Quincy, 29 January, 1811.

I have received your favor of the 24th, and it revived or restored many of the sensations of my youth.

The last Trial before a special court of Vice-Admiralty in Boston, before the revolution, was of Ansell Nickerson for piracy and murder on the high seas.

The case was very singular and unaccountable. Nickerson took a passage on board a small vessel and sailed from Boston for Cape Cod, with three or four other men. The next day, or next but one, the vessel was found with Nickerson alone on board. All the other men had vanished. No blood or other marks of violence appeared. A sum of money of no great amount had been shipped on board by one of the other men, which was not found. It was suspected that Nickerson had murdered all the other men, for the sake of the money, but no money was found upon him, or hidden in the ship. Nickerson’s character was unimpeachable and irreproachable in all his former life. His account was that a pirate came on board and pressed the men; but that he had leaped over the stern to avoid them, and hung there out of sight by some thing, the technical term for which, in naval architecture, I have forgotten, till the pirates departed.

Nickerson was libelled in the Special Court of Vice-Admiralty by Jonathan Sewall, Advocate-General, who was aided by Sam. Fitch, if I remember rightly.

There was no grand jury nor petit jury. I was of counsel for Nickerson, but was not engaged till the trial came on, when he requested the Court to appoint me. I did not move for any jury in this case. Josiah Quincy, the father of our foremost orator in Congress, was with me.

An act of parliament had provided for the erection of these special courts. They were to consist of fifteen judges, to be chosen out of the governors, Lieutenant-Governors, and Counsellors of Massachusetts, New Hampshire, and Rhode Island, the Judge of Admiralty, and the Commander-in-chief of the king’s ships on this station. Admiral Montague sat upon this trial with Bernard, Wentworth, Hutchinson, Auchmuty, and others, counsellors from New Hampshire and Rhode Island, &c.

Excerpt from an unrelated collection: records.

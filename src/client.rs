//! Read Client Module
//!
//! Reconstructs one partition from every shard and replica, delivering each
//! acknowledged block exactly once.
//!
//! ## Responsibilities
//! - Pull batches from the partition handler in global segment order
//! - Drop blocks that were never acknowledged, belong to a losing task
//!   attempt, or were already delivered from another shard
//! - Verify the checksum of every delivered block
//! - Confirm at the end that every expected block was delivered
//!
//! ## Reconciliation
//! ```text
//!  batch from shard ──► expected block? ──no──► skip (unexpected)
//!                              │yes
//!                      expected task? ──no──► skip (speculative loser)
//!                              │yes
//!                     already processed? ─yes─► skip (duplicate)
//!                              │no
//!                        crc matches? ──no──► Checksum error
//!                              │yes
//!                   record in processed set, deliver
//! ```

use std::sync::atomic::{AtomicBool, Ordering};
use std::sync::Arc;

use roaring::RoaringTreemap;
use tracing::{debug, info, warn};

use crate::checksum::{self, ChecksumFn};
use crate::config::ReadConfig;
use crate::error::{Result, ShuffleError};
use crate::shuffle::{PartitionReadHandler, ShuffleDataResult};
use crate::storage::ShuffleStorage;

/// Missing ids listed in a data loss report
const MISSING_SAMPLE_SIZE: usize = 10;

/// Counters describing what a client has read so far
#[derive(Debug, Clone, Copy, Default, PartialEq, Eq)]
pub struct ReadStats {
    /// Batches pulled from storage, including fully filtered ones
    pub batches_read: u64,
    pub blocks_delivered: u64,
    pub bytes_delivered: u64,
    /// Blocks whose id was never acknowledged as written
    pub unexpected_blocks: u64,
    /// Blocks written by a task attempt that did not win
    pub filtered_by_task: u64,
    /// Blocks already delivered from another shard or replica
    pub duplicate_blocks: u64,
}

/// Stops a client from another thread
///
/// A read already in progress completes; the next one returns end of stream.
#[derive(Debug, Clone, Default)]
pub struct CancelHandle(Arc<AtomicBool>);

impl CancelHandle {
    pub fn cancel(&self) {
        self.0.store(true, Ordering::Release);
    }

    pub fn is_cancelled(&self) -> bool {
        self.0.load(Ordering::Acquire)
    }
}

/// Reads and reconciles the blocks of one partition
pub struct ShuffleReadClient {
    handler: PartitionReadHandler,

    /// Blocks acknowledged as written for this partition
    expected_block_ids: RoaringTreemap,

    /// Task attempts whose output counts
    expected_task_ids: RoaringTreemap,

    /// Blocks delivered so far; only grows
    processed_block_ids: RoaringTreemap,

    /// Expected blocks seen on storage but written by a superseded attempt
    superseded_block_ids: RoaringTreemap,

    checksum: ChecksumFn,

    /// Next global segment to request
    segment_index: usize,

    stats: ReadStats,
    cancel: CancelHandle,
    closed: bool,
    /// Set once the partition handler ran out of segments
    exhausted: bool,
}

impl ShuffleReadClient {
    /// Open a client for the partition named by `config`
    ///
    /// With no expected blocks there is nothing to deliver and no shard is
    /// opened.
    pub fn new(
        config: ReadConfig,
        storage: Arc<dyn ShuffleStorage>,
        expected_block_ids: RoaringTreemap,
        expected_task_ids: RoaringTreemap,
    ) -> Result<Self> {
        config.validate()?;

        let handler = if expected_block_ids.is_empty() {
            info!(
                app_id = %config.app_id,
                shuffle_id = config.shuffle_id,
                partition_id = config.partition_id,
                "No expected blocks, skipping shard discovery"
            );
            PartitionReadHandler::empty()
        } else {
            PartitionReadHandler::open(&config, storage)?
        };

        Ok(Self::from_handler(handler, expected_block_ids, expected_task_ids))
    }

    /// Build a client over an already opened partition handler
    pub fn from_handler(
        handler: PartitionReadHandler,
        expected_block_ids: RoaringTreemap,
        expected_task_ids: RoaringTreemap,
    ) -> Self {
        Self {
            handler,
            expected_block_ids,
            expected_task_ids,
            processed_block_ids: RoaringTreemap::new(),
            superseded_block_ids: RoaringTreemap::new(),
            checksum: checksum::crc32,
            segment_index: 0,
            stats: ReadStats::default(),
            cancel: CancelHandle::default(),
            closed: false,
            exhausted: false,
        }
    }

    /// Replace the checksum used to verify delivered blocks
    pub fn with_checksum(mut self, checksum: ChecksumFn) -> Self {
        self.checksum = checksum;
        self
    }

    /// Next batch holding at least one deliverable block
    ///
    /// Only the deliverable blocks are listed in the result; the buffer is
    /// shared with the read and is not copied. `Ok(None)` is end of stream,
    /// either because every segment was read or because the client was
    /// closed or cancelled; [`Self::is_exhausted`] tells them apart.
    pub fn read_shuffle_block_data(&mut self) -> Result<Option<ShuffleDataResult>> {
        loop {
            if self.closed || self.cancel.is_cancelled() {
                return Ok(None);
            }

            let Some(batch) = self.handler.read_shuffle_data(self.segment_index)? else {
                self.exhausted = true;
                return Ok(None);
            };
            self.segment_index += 1;
            self.stats.batches_read += 1;

            let (buffer, segments) = batch.into_parts();
            let mut delivered = Vec::with_capacity(segments.len());

            for segment in segments {
                let block_id = segment.block_id.as_u64();

                if !self.expected_block_ids.contains(block_id) {
                    self.stats.unexpected_blocks += 1;
                    continue;
                }
                if !self.expected_task_ids.contains(segment.task_attempt_id) {
                    // Only an entry whose id agrees on the attempt accounts for the block
                    if segment.block_id.task_attempt_id() == segment.task_attempt_id {
                        self.superseded_block_ids.insert(block_id);
                    }
                    self.stats.filtered_by_task += 1;
                    continue;
                }
                if self.processed_block_ids.contains(block_id) {
                    self.stats.duplicate_blocks += 1;
                    continue;
                }

                let end = segment.offset + segment.length;
                let Some(payload) = buffer.get(segment.offset..end) else {
                    return Err(ShuffleError::DataLoss(format!(
                        "block {} spans {}..{} of a {} byte read",
                        segment.block_id,
                        segment.offset,
                        end,
                        buffer.len()
                    )));
                };

                let actual = (self.checksum)(payload);
                if actual != segment.crc {
                    warn!(block_id = %segment.block_id, expected = segment.crc, actual, "Checksum mismatch");
                    return Err(ShuffleError::Checksum {
                        block_id,
                        expected: segment.crc,
                        actual,
                    });
                }

                self.processed_block_ids.insert(block_id);
                self.stats.blocks_delivered += 1;
                self.stats.bytes_delivered += segment.length as u64;
                delivered.push(segment);
            }

            if delivered.is_empty() {
                debug!(segment_index = self.segment_index - 1, "Batch had no deliverable blocks");
                continue;
            }

            return Ok(Some(ShuffleDataResult::new(buffer, delivered)));
        }
    }

    /// Fail unless every expected block has been delivered
    ///
    /// Expected blocks that were found only under a superseded task attempt
    /// are accounted for: they exist, they are just not this reader's to
    /// deliver.
    pub fn check_processed_block_ids(&self) -> Result<()> {
        let mut missing = &self.expected_block_ids - &self.processed_block_ids;
        missing -= &self.superseded_block_ids;
        if missing.is_empty() {
            return Ok(());
        }

        let sample: Vec<u64> = missing.iter().take(MISSING_SAMPLE_SIZE).collect();
        Err(ShuffleError::DataLoss(format!(
            "expected {} blocks, processed {} blocks, {} missing, first missing: {:?}",
            self.expected_block_ids.len(),
            self.processed_block_ids.len(),
            missing.len(),
            sample
        )))
    }

    /// Release storage handles; reads after this return end of stream
    pub fn close(&mut self) {
        if self.closed {
            return;
        }
        self.closed = true;
        self.handler.close();
        info!(
            blocks = self.stats.blocks_delivered,
            bytes = self.stats.bytes_delivered,
            duplicates = self.stats.duplicate_blocks,
            filtered_by_task = self.stats.filtered_by_task,
            "Closed shuffle read client"
        );
    }

    pub fn is_closed(&self) -> bool {
        self.closed
    }

    /// Whether every segment has been read, as opposed to the stream
    /// ending through `close()` or cancellation
    pub fn is_exhausted(&self) -> bool {
        self.exhausted
    }

    pub fn processed_block_ids(&self) -> &RoaringTreemap {
        &self.processed_block_ids
    }

    pub fn superseded_block_ids(&self) -> &RoaringTreemap {
        &self.superseded_block_ids
    }

    pub fn expected_block_ids(&self) -> &RoaringTreemap {
        &self.expected_block_ids
    }

    pub fn stats(&self) -> ReadStats {
        self.stats
    }

    /// Handle that stops this client from another thread
    pub fn cancel_handle(&self) -> CancelHandle {
        self.cancel.clone()
    }

    pub fn partition_handler(&self) -> &PartitionReadHandler {
        &self.handler
    }
}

The man was acquitted; but I never knew upon what principle, nor by what majority of votes. The judges in that court did not, in any case that I was concerned in, give their opinions publicly and individually from the bench. They adjourned, consulted together in private, and authorized the president to pronounce the judgment of the court, which was done by Bernard, without informing what was the majority.

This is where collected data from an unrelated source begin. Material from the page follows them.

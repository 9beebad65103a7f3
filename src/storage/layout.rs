//! Path layout shared by writers and readers
//!
//! Both sides must derive identical paths from the same inputs, so every
//! path is built here.

use std::fmt;
use std::path::{Path, PathBuf};

pub const DATA_FILE_EXTENSION: &str = "data";
pub const INDEX_FILE_EXTENSION: &str = "index";

/// Contiguous range of partitions stored in one directory
#[derive(Debug, Clone, Copy, PartialEq, Eq, Hash)]
pub struct PartitionRange {
    pub start: u32,
    pub end: u32,
}

impl PartitionRange {
    pub fn new(start: u32, end: u32) -> Self {
        Self { start, end }
    }

    /// Range holding `partition_id` when `per_range` partitions share a directory
    pub fn for_partition(partition_id: u32, per_range: u32) -> Self {
        let per_range = per_range.max(1);
        let start = partition_id / per_range * per_range;
        Self {
            start,
            end: start + per_range - 1,
        }
    }

    pub fn contains(&self, partition_id: u32) -> bool {
        (self.start..=self.end).contains(&partition_id)
    }

    /// All ranges covering `partition_num` partitions
    pub fn all(partition_num: u32, per_range: u32) -> Vec<Self> {
        let per_range = per_range.max(1);
        (0..partition_num)
            .step_by(per_range as usize)
            .map(|start| Self::for_partition(start, per_range))
            .collect()
    }
}

impl fmt::Display for PartitionRange {
    fn fmt(&self, f: &mut fmt::Formatter<'_>) -> fmt::Result {
        write!(f, "{}-{}", self.start, self.end)
    }
}

/// Path builder for one shuffle under one storage root
#[derive(Debug, Clone, PartialEq, Eq)]
pub struct ShuffleLayout {
    base_path: PathBuf,
    app_id: String,
    shuffle_id: u32,
}

impl ShuffleLayout {
    pub fn new(base_path: impl AsRef<Path>, app_id: &str, shuffle_id: u32) -> Self {
        Self {
            base_path: base_path.as_ref().to_path_buf(),
            app_id: app_id.to_string(),
            shuffle_id,
        }
    }

    pub fn base_path(&self) -> &Path {
        &self.base_path
    }

    /// `{base}/{app_id}/{shuffle_id}`
    pub fn shuffle_dir(&self) -> PathBuf {
        self.base_path
            .join(&self.app_id)
            .join(self.shuffle_id.to_string())
    }

    /// `{base}/{app_id}/{shuffle_id}/{start}-{end}`
    pub fn partition_dir(&self, range: PartitionRange) -> PathBuf {
        self.shuffle_dir().join(range.to_string())
    }

    /// Data/index pair of one writer shard
    pub fn shard_files(&self, range: PartitionRange, shard_name: &str, file_index: u32) -> ShardFiles {
        let dir = self.partition_dir(range);
        let stem = format!("{}_{}", shard_name, file_index);
        ShardFiles {
            shard_name: shard_name.to_string(),
            file_index,
            data_path: dir.join(format!("{}.{}", stem, DATA_FILE_EXTENSION)),
            index_path: dir.join(format!("{}.{}", stem, INDEX_FILE_EXTENSION)),
        }
    }
}

/// The data/index file pair of one shard
#[derive(Debug, Clone, PartialEq, Eq)]
pub struct ShardFiles {
    pub shard_name: String,
    pub file_index: u32,
    pub data_path: PathBuf,
    pub index_path: PathBuf,
}

impl ShardFiles {
    /// Recognize a shard from its index file path.
    ///
    /// "writer1_3.index" → shard "writer1", file index 3.
    /// Copies carrying an extra extension ("writer1_3.cp.index") are not shards.
    pub fn from_index_path(path: &Path) -> Option<Self> {
        if path.extension()? != INDEX_FILE_EXTENSION {
            return None;
        }
        let stem = path.file_stem()?.to_str()?;
        if stem.contains('.') {
            return None;
        }
        let (shard_name, index_str) = stem.rsplit_once('_')?;
        if shard_name.is_empty() {
            return None;
        }
        let file_index = index_str.parse().ok()?;

        Some(Self {
            shard_name: shard_name.to_string(),
            file_index,
            data_path: path.with_extension(DATA_FILE_EXTENSION),
            index_path: path.to_path_buf(),
        })
    }
}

I suppose the want of direct evidence afforded room for a doubt in the minds of a majority.

Nickerson lived many years, and behaved well, and is living yet, for what I know.

In a former trial, that of Michael Corbet, and three other sailors, for piracy, and murder of Lieutenant Panton, of the Rose frigate, I demanded juries, grand and petit, and drew a plea in writing for each of the four, demanding juries as a right. I almost killed myself by writing, night and day, four of those pleas of enormous length, in which a number of acts of parliament were recited at large.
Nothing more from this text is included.